I met this Radio Chick on an airport shuttle bus headed to the Baggage Claim junket in LA. Very polite, nice smile and reserved. She and I talked briefly about the film, LA being our first trip (for me anyway..can’t remember if it was her first time), where we worked and stuff like that.
Our rooms weren’t ready for check in so we sat in the media suite at the Four Seasons (yaaassss honey) and sipped on tea and took advantage of the grand buffet that was presented to us.
During that 24 hours in LA, Nicole Collins and I grew fond of one another and built a sisterhood. She and I discussed the seriousness of being a woman in the radio industry and what we could do to play a part in making the network more comfortable and beneficial for those who choose to be in this industry. She is one of the five powerful women that started the Radio Chicks Rock crusade as explained in previous posts.
Nicole is not just a radio personality in New Orleans (Q93), she’s a community leader, a host for an NBA basketball team, a trend setter, actress, and mother! She’s a pretty dope radio chick and I’m glad she was able to slide over some time to grant me this interview.
If you’re ever in New Orleans, make sure you look her up!
(Nicole “Niki” Collins, Weekends, Q93, New Orleans)
How long have you been in the radio business?
How long were you in the NBA Hosting business?
What is more enjoyable/different?
They are both enjoyable because they allow me to meet and interact with people. I do like on camera work better because that’s more of my dream career. You have to be more on point for live filming, however, can’t have that messed up look shown on the screen.
Is the transition from television to radio a challenging one?

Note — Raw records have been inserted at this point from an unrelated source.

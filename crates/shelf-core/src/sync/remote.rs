//! Pushes, deletes and pulls the current owner's documents.
//!
//! Nothing here returns an error: remote failures are logged and turned into
//! outcome values so the local write path never sees them.

use std::collections::HashMap;
use std::sync::{Arc, Mutex, PoisonError};

use tokio::sync::OwnedMutexGuard;

use crate::auth::{Identity, IdentitySession};
use crate::models::BookId;
use crate::remote::{document_key, RemoteBook, RemoteDocumentStore};
use crate::services::LocalStore;

/// What became of a single push.
#[derive(Debug, Clone, Copy, PartialEq, Eq)]
pub enum PushOutcome {
    /// Written remotely and the dirty bit was cleared
    Confirmed,
    /// Written remotely, but the row changed locally meanwhile and stays dirty
    Superseded,
    /// Nothing to send: the row is already clean or no longer exists
    Skipped,
    /// Not written; the dirty bit is untouched
    Failed,
}

type KeyLocks = Mutex<HashMap<String, Arc<tokio::sync::Mutex<()>>>>;

/// Exclusive hold on one document key, released on drop.
struct KeyGuard<'a> {
    locks: &'a KeyLocks,
    key: String,
    guard: Option<OwnedMutexGuard<()>>,
}

impl Drop for KeyGuard<'_> {
    fn drop(&mut self) {
        self.guard.take();
        let mut locks = self.locks.lock().unwrap_or_else(PoisonError::into_inner);
        if locks
            .get(&self.key)
            .is_some_and(|lock| Arc::strong_count(lock) == 1)
        {
            locks.remove(&self.key);
        }
    }
}

pub struct RemoteSync {
    session: Arc<IdentitySession>,
    remote: Arc<dyn RemoteDocumentStore>,
    local: LocalStore,
    locks: KeyLocks,
}

impl RemoteSync {
    pub fn new(
        session: Arc<IdentitySession>,
        remote: Arc<dyn RemoteDocumentStore>,
        local: LocalStore,
    ) -> Self {
        Self {
            session,
            remote,
            local,
            locks: Mutex::new(HashMap::new()),
        }
    }

    pub fn session(&self) -> &Arc<IdentitySession> {
        &self.session
    }

    async fn identity(&self, action: &str) -> Option<Identity> {
        match self.session.current_identity().await {
            Ok(identity) => Some(identity),
            Err(error) => {
                tracing::warn!("{action} skipped; no identity: {error}");
                None
            }
        }
    }

    /// Wait until no other push or delete is working on `key`.
    async fn lock_key(&self, key: &str) -> KeyGuard<'_> {
        let lock = {
            let mut locks = self.locks.lock().unwrap_or_else(PoisonError::into_inner);
            Arc::clone(locks.entry(key.to_string()).or_default())
        };
        KeyGuard {
            locks: &self.locks,
            key: key.to_string(),
            guard: Some(lock.lock_owned().await),
        }
    }

    /// Send the current local state of `id` to its remote document.
    ///
    /// Pushes of one document run one at a time and each reads the row after
    /// taking its turn, so an older state can never land after a newer one.
    /// The dirty bit is cleared only if the row still has the revision that
    /// was sent.
    pub async fn push(&self, id: &BookId) -> PushOutcome {
        let Some(key) = document_key(id) else {
            tracing::warn!(%id, "push skipped; id has no usable document key");
            return PushOutcome::Failed;
        };
        let _turn = self.lock_key(&key).await;

        let book = match self.local.get(id).await {
            Ok(Some(book)) if book.dirty => book,
            Ok(_) => {
                tracing::debug!(%id, "push skipped; row is clean or gone");
                return PushOutcome::Skipped;
            }
            Err(error) => {
                tracing::warn!(%id, "push failed; local read failed: {error}");
                return PushOutcome::Failed;
            }
        };
        let Some(identity) = self.identity("push").await else {
            return PushOutcome::Failed;
        };

        if let Err(error) = self
            .remote
            .set(&identity, &key, &RemoteBook::from_book(&book))
            .await
        {
            tracing::warn!(%id, "push failed; will retry later: {error}");
            return PushOutcome::Failed;
        }

        match self.local.clear_dirty(id, book.revision).await {
            Ok(true) => {
                tracing::debug!(%id, owner = %identity.owner, "push ok");
                PushOutcome::Confirmed
            }
            Ok(false) => {
                tracing::debug!(%id, "push ok; newer local write keeps row dirty");
                PushOutcome::Superseded
            }
            Err(error) => {
                tracing::warn!(%id, "push ok but clearing dirty bit failed: {error}");
                PushOutcome::Failed
            }
        }
    }

    /// Best-effort removal of the remote document for `id`.
    pub async fn delete(&self, id: &BookId) -> bool {
        let Some(key) = document_key(id) else {
            tracing::warn!(%id, "delete skipped; id has no usable document key");
            return false;
        };
        let _turn = self.lock_key(&key).await;
        let Some(identity) = self.identity("delete").await else {
            return false;
        };

        match self.remote.delete(&identity, &key).await {
            Ok(()) => {
                tracing::debug!(%id, "delete ok");
                true
            }
            Err(error) => {
                tracing::warn!(%id, "delete failed (ignored): {error}");
                false
            }
        }
    }

    /// Copy every remote document of the current owner into the local store.
    ///
    /// Pulled rows are clean and overwrite local rows with the same id, dirty
    /// or not. Returns the number of merged documents, `None` on failure.
    pub async fn pull_merge(&self) -> Option<usize> {
        let identity = self.identity("pull").await?;

        let documents = match self.remote.list(&identity).await {
            Ok(documents) => documents,
            Err(error) => {
                tracing::warn!("pull failed; will try again later: {error}");
                return None;
            }
        };

        let mut merged = 0;
        for stored in documents {
            let book = stored.document.into_book(&stored.key);
            if let Err(error) = self.local.upsert(&book).await {
                tracing::warn!(id = %book.id, "pull aborted; local write failed: {error}");
                return None;
            }
            merged += 1;
        }

        tracing::info!(owner = %identity.owner, count = merged, "pull ok");
        Some(merged)
    }
}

It’s not as easy as hoping off the radio and going into television. It’s definitely a different skill that has to be nurtured. I don’t want to do news broadcasting so I chose to get my on camera experience through on camera interviewing for the radio station and through the New Orleans Pelicans. It’s about networking and perfecting your craft. Also about being ready, always have to be ready because opportunity can present itself anytime anywhere. I’m also an actress (12 Years A Slave, HBO’s Treme) and breaking into that alone is difficult but I’m managing well with it. I’m not where I completely want to be just yet, but the journey so far has been/ is amazing and I’ve learned a lot through the challenges and obstacles.
What was it about radio that struck your interest?
How it made me feel. I love music. Growing up I would listen to the radio station all of the time to hear new music and to listen to what the personalities had to say that day. I also like to call in an hear myself talk (even tho I didn’t like hearing my voice when I came on, weird right?)
And now that I’m on the radio I love how it makes others feel. I love the excitement. I love going into the streets and meeting people and seeing how the station is such an integral part in their lives. It’s very rewarding
What genre of music do you like to listen to the most and why?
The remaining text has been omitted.